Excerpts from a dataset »
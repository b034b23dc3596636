//! In-memory SSH server used by unit tests.
//!
//! `MockRemote` holds a tiny filesystem plus knobs that inject the failures
//! real servers produce: refused connections, rejected credentials, channels
//! that will not open, writes that stall.

use std::collections::{BTreeMap, BTreeSet};
use std::io;
use std::sync::atomic::{AtomicBool, AtomicI32, AtomicU32, AtomicU64, Ordering};
use std::sync::{Arc, Mutex};
use std::time::Duration;

use crate::client::Connection;
use crate::config::types::{ConnectionParams, RetryPolicy};
use crate::error::{SshfsError, SFTP_FILE_ALREADY_EXISTS, SFTP_NO_SUCH_FILE};
use crate::session::{
    CommandChannel, Connector, ExecFailure, FileAttributes, OpenMode, RemoteFile, SftpSession,
    SshSession,
};

pub fn mock_params() -> ConnectionParams {
    ConnectionParams::new("mock.example.com", "tester")
        .with_password("secret")
        .with_retry(RetryPolicy {
            max_retries: 3,
            initial_delay: Duration::from_millis(1),
            multiplier: 2,
        })
}

#[derive(Default)]
struct Fs {
    files: BTreeMap<String, Vec<u8>>,
    dirs: BTreeSet<String>,
}

impl Fs {
    fn exists(&self, path: &str) -> bool {
        self.files.contains_key(path) || self.dirs.contains(path)
    }

    fn parent_exists(&self, path: &str) -> bool {
        match path.rsplit_once('/') {
            Some(("", _)) | None => true,
            Some((parent, _)) => self.dirs.contains(parent),
        }
    }

    fn add_parents(&mut self, path: &str) {
        let mut current = String::new();
        let parts: Vec<&str> = path.split('/').filter(|p| !p.is_empty()).collect();
        for part in &parts[..parts.len().saturating_sub(1)] {
            current.push('/');
            current.push_str(part);
            self.dirs.insert(current.clone());
        }
    }
}

#[derive(Default)]
pub struct MockRemote {
    fs: Mutex<Fs>,

    /// Connect attempts that fail with a connectivity error before one succeeds.
    pub transient_failures: AtomicU32,
    pub reject_auth: AtomicBool,
    pub commands_supported: AtomicBool,
    pub channel_open_fails: AtomicBool,
    pub exec_fails: AtomicBool,
    pub keepalive_fails: AtomicBool,
    /// Writes accept zero bytes.
    pub stall_writes: AtomicBool,
    pub fail_writes: AtomicBool,
    /// Non-zero overrides the exit status of `dd`.
    pub dd_exit_status: AtomicI32,
    /// Command-channel reads that report `WouldBlock` before returning data.
    pub would_block_reads: AtomicU32,
    /// Milliseconds each data read stays in flight.
    pub read_delay_ms: AtomicU64,

    pub connect_attempts: AtomicU32,
    pub probe_runs: AtomicU32,
    pub channel_opens: AtomicU32,
    pub command_reads: AtomicU32,
    pub sftp_reads: AtomicU32,
    pub sftp_read_calls: AtomicU32,
    pub sftp_sessions: AtomicU32,
    pub disconnects: AtomicU32,
    pub active_reads: AtomicU32,
    /// Highest number of data reads seen in flight at once.
    pub peak_active_reads: AtomicU32,
}

impl MockRemote {
    pub fn new() -> Arc<Self> {
        let remote = Self::default();
        remote.commands_supported.store(true, Ordering::SeqCst);
        remote.fs.lock().unwrap().dirs.insert("/".to_string());
        Arc::new(remote)
    }

    pub fn put_file(&self, path: &str, data: &[u8]) {
        let mut fs = self.fs.lock().unwrap();
        fs.add_parents(path);
        fs.files.insert(path.to_string(), data.to_vec());
    }

    pub fn file(&self, path: &str) -> Option<Vec<u8>> {
        self.fs.lock().unwrap().files.get(path).cloned()
    }

    pub fn has_dir(&self, path: &str) -> bool {
        self.fs.lock().unwrap().dirs.contains(path)
    }

    fn begin_read(&self) -> ActiveRead<'_> {
        let now = self.active_reads.fetch_add(1, Ordering::SeqCst) + 1;
        self.peak_active_reads.fetch_max(now, Ordering::SeqCst);
        let delay = self.read_delay_ms.load(Ordering::SeqCst);
        if delay > 0 {
            std::thread::sleep(Duration::from_millis(delay));
        }
        ActiveRead { remote: self }
    }

    pub fn connector(self: &Arc<Self>) -> Arc<dyn Connector> {
        Arc::new(MockConnector {
            remote: Arc::clone(self),
        })
    }

    pub fn connection(self: &Arc<Self>, params: ConnectionParams) -> Connection {
        Connection::with_connector(params, self.connector())
    }
}

struct ActiveRead<'a> {
    remote: &'a MockRemote,
}

impl Drop for ActiveRead<'_> {
    fn drop(&mut self) {
        self.remote.active_reads.fetch_sub(1, Ordering::SeqCst);
    }
}

fn sftp_error(operation: &'static str, path: &str, code: i32) -> SshfsError {
    SshfsError::RemoteOperation {
        operation,
        path: path.to_string(),
        reason: format!("SFTP status {}", code),
        code: Some(code),
    }
}

struct MockConnector {
    remote: Arc<MockRemote>,
}

impl Connector for MockConnector {
    fn connect(&self, params: &ConnectionParams) -> Result<Box<dyn SshSession>, SshfsError> {
        let remote = &self.remote;
        remote.connect_attempts.fetch_add(1, Ordering::SeqCst);
        let pending = remote.transient_failures.load(Ordering::SeqCst);
        if pending > 0 {
            remote.transient_failures.store(pending - 1, Ordering::SeqCst);
            return Err(SshfsError::Connectivity {
                host: params.host.clone(),
                port: params.port,
                reason: "Connection refused".into(),
            });
        }
        if remote.reject_auth.load(Ordering::SeqCst) {
            return Err(SshfsError::Authentication {
                user: params.user.clone(),
                host: params.host.clone(),
                port: params.port,
                reason: "password rejected".into(),
            });
        }
        Ok(Box::new(MockSession {
            remote: Arc::clone(remote),
        }))
    }
}

struct MockSession {
    remote: Arc<MockRemote>,
}

/// Extract `if=`, `skip=` and `count=` from a `dd` command line.
fn parse_dd(command: &str) -> Option<(String, u64, usize)> {
    let rest = command.strip_prefix("dd if='")?;
    let end = rest.find("' bs=")?;
    let path = rest[..end].replace(r"'\''", "'");
    let field = |name: &str| -> Option<&str> {
        command
            .split_whitespace()
            .find_map(|part| part.strip_prefix(name))
    };
    let skip = field("skip=")?.parse().ok()?;
    let count = field("count=")?.parse().ok()?;
    Some((path, skip, count))
}

impl SshSession for MockSession {
    fn keepalive(&self) -> Result<(), SshfsError> {
        if self.remote.keepalive_fails.load(Ordering::SeqCst) {
            return Err(SshfsError::Io {
                source: io::Error::new(io::ErrorKind::BrokenPipe, "keepalive failed"),
            });
        }
        Ok(())
    }

    fn exec(&self, command: &str) -> Result<Box<dyn CommandChannel>, ExecFailure> {
        let remote = &self.remote;
        remote.channel_opens.fetch_add(1, Ordering::SeqCst);
        if remote.channel_open_fails.load(Ordering::SeqCst) {
            return Err(ExecFailure::ChannelOpen("administratively prohibited".into()));
        }
        if remote.exec_fails.load(Ordering::SeqCst) {
            return Err(ExecFailure::Exec("exec request denied".into()));
        }

        let supported = remote.commands_supported.load(Ordering::SeqCst);
        let (output, status) = if command == "pwd" {
            remote.probe_runs.fetch_add(1, Ordering::SeqCst);
            if supported {
                (b"/home/tester\n".to_vec(), 0)
            } else {
                (Vec::new(), 127)
            }
        } else if !supported {
            (Vec::new(), 127)
        } else if let Some((path, skip, count)) = parse_dd(command) {
            remote.command_reads.fetch_add(1, Ordering::SeqCst);
            let (data, mut status) = match remote.file(&path) {
                Some(content) => {
                    let start = (skip as usize).min(content.len());
                    let end = start.saturating_add(count).min(content.len());
                    (content[start..end].to_vec(), 0)
                }
                None => (Vec::new(), 1),
            };
            let forced = remote.dd_exit_status.load(Ordering::SeqCst);
            if forced != 0 {
                status = forced;
            }
            (data, status)
        } else if let Some(text) = command.strip_prefix("echo ") {
            (format!("{}\n", text).into_bytes(), 0)
        } else {
            (Vec::new(), 127)
        };

        Ok(Box::new(MockChannel {
            remote: Arc::clone(remote),
            output,
            pos: 0,
            status,
        }))
    }

    fn open_sftp(&self) -> Result<Box<dyn SftpSession>, SshfsError> {
        self.remote.sftp_sessions.fetch_add(1, Ordering::SeqCst);
        Ok(Box::new(MockSftp {
            remote: Arc::clone(&self.remote),
        }))
    }

    fn disconnect(&self, _reason: &str) {
        self.remote.disconnects.fetch_add(1, Ordering::SeqCst);
    }
}

struct MockChannel {
    remote: Arc<MockRemote>,
    output: Vec<u8>,
    pos: usize,
    status: i32,
}

impl CommandChannel for MockChannel {
    fn read(&mut self, buf: &mut [u8]) -> io::Result<usize> {
        let pending = self.remote.would_block_reads.load(Ordering::SeqCst);
        if pending > 0 {
            self.remote
                .would_block_reads
                .store(pending - 1, Ordering::SeqCst);
            return Err(io::Error::new(io::ErrorKind::WouldBlock, "no data yet"));
        }
        let _active = self.remote.begin_read();
        let remaining = &self.output[self.pos..];
        let n = remaining.len().min(buf.len());
        buf[..n].copy_from_slice(&remaining[..n]);
        self.pos += n;
        Ok(n)
    }

    fn send_eof(&mut self) -> Result<(), SshfsError> {
        Ok(())
    }

    fn finish(&mut self) -> Result<i32, SshfsError> {
        Ok(self.status)
    }
}

struct MockSftp {
    remote: Arc<MockRemote>,
}

impl SftpSession for MockSftp {
    fn stat(&self, path: &str) -> Result<FileAttributes, SshfsError> {
        let fs = self.remote.fs.lock().unwrap();
        if let Some(data) = fs.files.get(path) {
            return Ok(FileAttributes {
                size: Some(data.len() as u64),
                permissions: Some(0o100644),
                mtime: Some(1_700_000_000),
                ..Default::default()
            });
        }
        if fs.dirs.contains(path) {
            return Ok(FileAttributes {
                size: Some(4096),
                permissions: Some(0o040755),
                mtime: Some(1_700_000_000),
                ..Default::default()
            });
        }
        Err(sftp_error("stat", path, SFTP_NO_SUCH_FILE))
    }

    fn open(&self, path: &str, mode: OpenMode) -> Result<Box<dyn RemoteFile>, SshfsError> {
        let mut fs = self.remote.fs.lock().unwrap();
        let pos = match mode {
            OpenMode::Read => {
                self.remote.sftp_reads.fetch_add(1, Ordering::SeqCst);
                if !fs.files.contains_key(path) {
                    return Err(sftp_error("open", path, SFTP_NO_SUCH_FILE));
                }
                0
            }
            OpenMode::Truncate => {
                if !fs.parent_exists(path) {
                    return Err(sftp_error("open", path, SFTP_NO_SUCH_FILE));
                }
                fs.files.insert(path.to_string(), Vec::new());
                0
            }
            OpenMode::Append => match fs.files.get(path) {
                Some(data) => data.len(),
                None => return Err(sftp_error("open", path, SFTP_NO_SUCH_FILE)),
            },
            OpenMode::Write => {
                if !fs.files.contains_key(path) {
                    return Err(sftp_error("open", path, SFTP_NO_SUCH_FILE));
                }
                0
            }
        };
        Ok(Box::new(MockFile {
            remote: Arc::clone(&self.remote),
            path: path.to_string(),
            pos,
        }))
    }

    fn mkdir(&self, path: &str, _mode: i32) -> Result<(), SshfsError> {
        let mut fs = self.remote.fs.lock().unwrap();
        if fs.exists(path) {
            return Err(sftp_error("mkdir", path, SFTP_FILE_ALREADY_EXISTS));
        }
        if !fs.parent_exists(path) {
            return Err(sftp_error("mkdir", path, SFTP_NO_SUCH_FILE));
        }
        fs.dirs.insert(path.to_string());
        Ok(())
    }

    fn rmdir(&self, path: &str) -> Result<(), SshfsError> {
        let mut fs = self.remote.fs.lock().unwrap();
        if !fs.dirs.remove(path) {
            return Err(sftp_error("rmdir", path, SFTP_NO_SUCH_FILE));
        }
        Ok(())
    }

    fn unlink(&self, path: &str) -> Result<(), SshfsError> {
        let mut fs = self.remote.fs.lock().unwrap();
        match fs.files.remove(path) {
            Some(_) => Ok(()),
            None => Err(sftp_error("unlink", path, SFTP_NO_SUCH_FILE)),
        }
    }

    fn rename(&self, src: &str, dst: &str) -> Result<(), SshfsError> {
        let mut fs = self.remote.fs.lock().unwrap();
        if let Some(data) = fs.files.remove(src) {
            fs.files.insert(dst.to_string(), data);
            return Ok(());
        }
        if fs.dirs.remove(src) {
            fs.dirs.insert(dst.to_string());
            return Ok(());
        }
        Err(sftp_error("rename", src, SFTP_NO_SUCH_FILE))
    }
}

struct MockFile {
    remote: Arc<MockRemote>,
    path: String,
    pos: usize,
}

impl RemoteFile for MockFile {
    fn read(&mut self, buf: &mut [u8]) -> Result<usize, SshfsError> {
        self.remote.sftp_read_calls.fetch_add(1, Ordering::SeqCst);
        let _active = self.remote.begin_read();
        let fs = self.remote.fs.lock().unwrap();
        let data = fs
            .files
            .get(&self.path)
            .ok_or_else(|| sftp_error("read", &self.path, SFTP_NO_SUCH_FILE))?;
        let start = self.pos.min(data.len());
        let n = (data.len() - start).min(buf.len());
        buf[..n].copy_from_slice(&data[start..start + n]);
        self.pos += n;
        Ok(n)
    }

    fn write(&mut self, buf: &[u8]) -> Result<usize, SshfsError> {
        if self.remote.stall_writes.load(Ordering::SeqCst) {
            return Ok(0);
        }
        if self.remote.fail_writes.load(Ordering::SeqCst) {
            return Err(SshfsError::remote("write", self.path.as_str(), "No space left on device"));
        }
        let mut fs = self.remote.fs.lock().unwrap();
        let data = fs
            .files
            .get_mut(&self.path)
            .ok_or_else(|| sftp_error("write", &self.path, SFTP_NO_SUCH_FILE))?;
        let end = self.pos + buf.len();
        if data.len() < end {
            data.resize(end, 0);
        }
        data[self.pos..end].copy_from_slice(buf);
        self.pos = end;
        Ok(buf.len())
    }

    fn seek(&mut self, offset: u64) -> Result<(), SshfsError> {
        self.pos = offset as usize;
        Ok(())
    }

    fn set_len(&mut self, size: u64) -> Result<(), SshfsError> {
        let mut fs = self.remote.fs.lock().unwrap();
        let data = fs
            .files
            .get_mut(&self.path)
            .ok_or_else(|| sftp_error("setstat", &self.path, SFTP_NO_SUCH_FILE))?;
        data.resize(size as usize, 0);
        Ok(())
    }

    fn close(&mut self) -> Result<(), SshfsError> {
        Ok(())
    }
}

What the task asks » Your answer should be exactly the lines of the data above, from the first through the line containing "use crate::client::Connection;".

Exercise response »
repository b034b23dc3596636
//! In-memory SSH server used by unit tests.
//!
//! `MockRemote` holds a tiny filesystem plus knobs that inject the failures
//! real servers produce: refused connections, rejected credentials, channels
//! that will not open, writes that stall.

use std::collections::{BTreeMap, BTreeSet};
use std::io;
use std::sync::atomic::{AtomicBool, AtomicI32, AtomicU32, AtomicU64, Ordering};
use std::sync::{Arc, Mutex};
use std::time::Duration;

use crate::client::Connection;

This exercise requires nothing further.